Entries taken from a collection:

──────

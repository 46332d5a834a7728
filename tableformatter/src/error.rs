use std::result;
use thiserror::Error;

/// Errors raised while building or rendering a table
#[derive(Error, Debug)]
pub enum TableError {
    #[error("Row {index} has {found} values but the table has {expected} columns")]
    RowWidth {
        index: usize,
        expected: usize,
        found: usize,
    },

    #[error("Value '{value}' in column {column} cannot be rendered as {format}")]
    UnsupportedValue {
        column: String,
        value: String,
        format: &'static str,
    },

    #[error("CSV error: {0}")]
    Csv(#[from] csv::Error),

    #[error("JSON error: {0}")]
    Json(#[from] serde_json::Error),

    #[error("IO error: {0}")]
    Io(#[from] std::io::Error),

    #[error("Rendered output is not valid UTF-8: {0}")]
    Utf8(#[from] std::string::FromUtf8Error),
}

impl TableError {
    pub(crate) fn unsupported<C: Into<String>, V: ToString>(
        column: C,
        value: V,
        format: &'static str,
    ) -> Self {
        TableError::UnsupportedValue {
            column: column.into(),
            value: value.to_string(),
            format,
        }
    }

    /// Get a user-friendly message for command line display
    pub fn user_message(&self) -> String {
        match self {
            TableError::RowWidth { .. } | TableError::UnsupportedValue { .. } => {
                format!("Internal output error: {}", self)
            }
            TableError::Csv(e) => format!("Failed to write CSV output: {}", e),
            TableError::Json(e) => format!("Failed to write JSON output: {}", e),
            _ => format!("{}", self),
        }
    }
}

pub type Result<T> = result::Result<T, TableError>;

──────

Required action: Generate an exact reproduction of all entries.

Result:
repository 46332d5a834a7728
filename tableformatter/src/error.rs
use std::result;
use thiserror::Error;

/// Errors raised while building or rendering a table
#[derive(Error, Debug)]
pub enum TableError {
    #[error("Row {index} has {found} values but the table has {expected} columns")]
    RowWidth {
        index: usize,
        expected: usize,
        found: usize,
    },

    #[error("Value '{value}' in column {column} cannot be rendered as {format}")]
    UnsupportedValue {
        column: String,
        value: String,
        format: &'static str,
    },

    #[error("CSV error: {0}")]
    Csv(#[from] csv::Error),

    #[error("JSON error: {0}")]
    Json(#[from] serde_json::Error),

    #[error("IO error: {0}")]
    Io(#[from] std::io::Error),

    #[error("Rendered output is not valid UTF-8: {0}")]
    Utf8(#[from] std::string::FromUtf8Error),
}

impl TableError {
    pub(crate) fn unsupported<C: Into<String>, V: ToString>(
        column: C,
        value: V,
        format: &'static str,
    ) -> Self {
        TableError::UnsupportedValue {
            column: column.into(),
            value: value.to_string(),
            format,
        }
    }

    /// Get a user-friendly message for command line display
    pub fn user_message(&self) -> String {
        match self {
            TableError::RowWidth { .. } | TableError::UnsupportedValue { .. } => {
                format!("Internal output error: {}", self)
            }
            TableError::Csv(e) => format!("Failed to write CSV output: {}", e),
            TableError::Json(e) => format!("Failed to write JSON output: {}", e),
            _ => format!("{}", self),
        }
    }
}

pub type Result<T> = result::Result<T, TableError>;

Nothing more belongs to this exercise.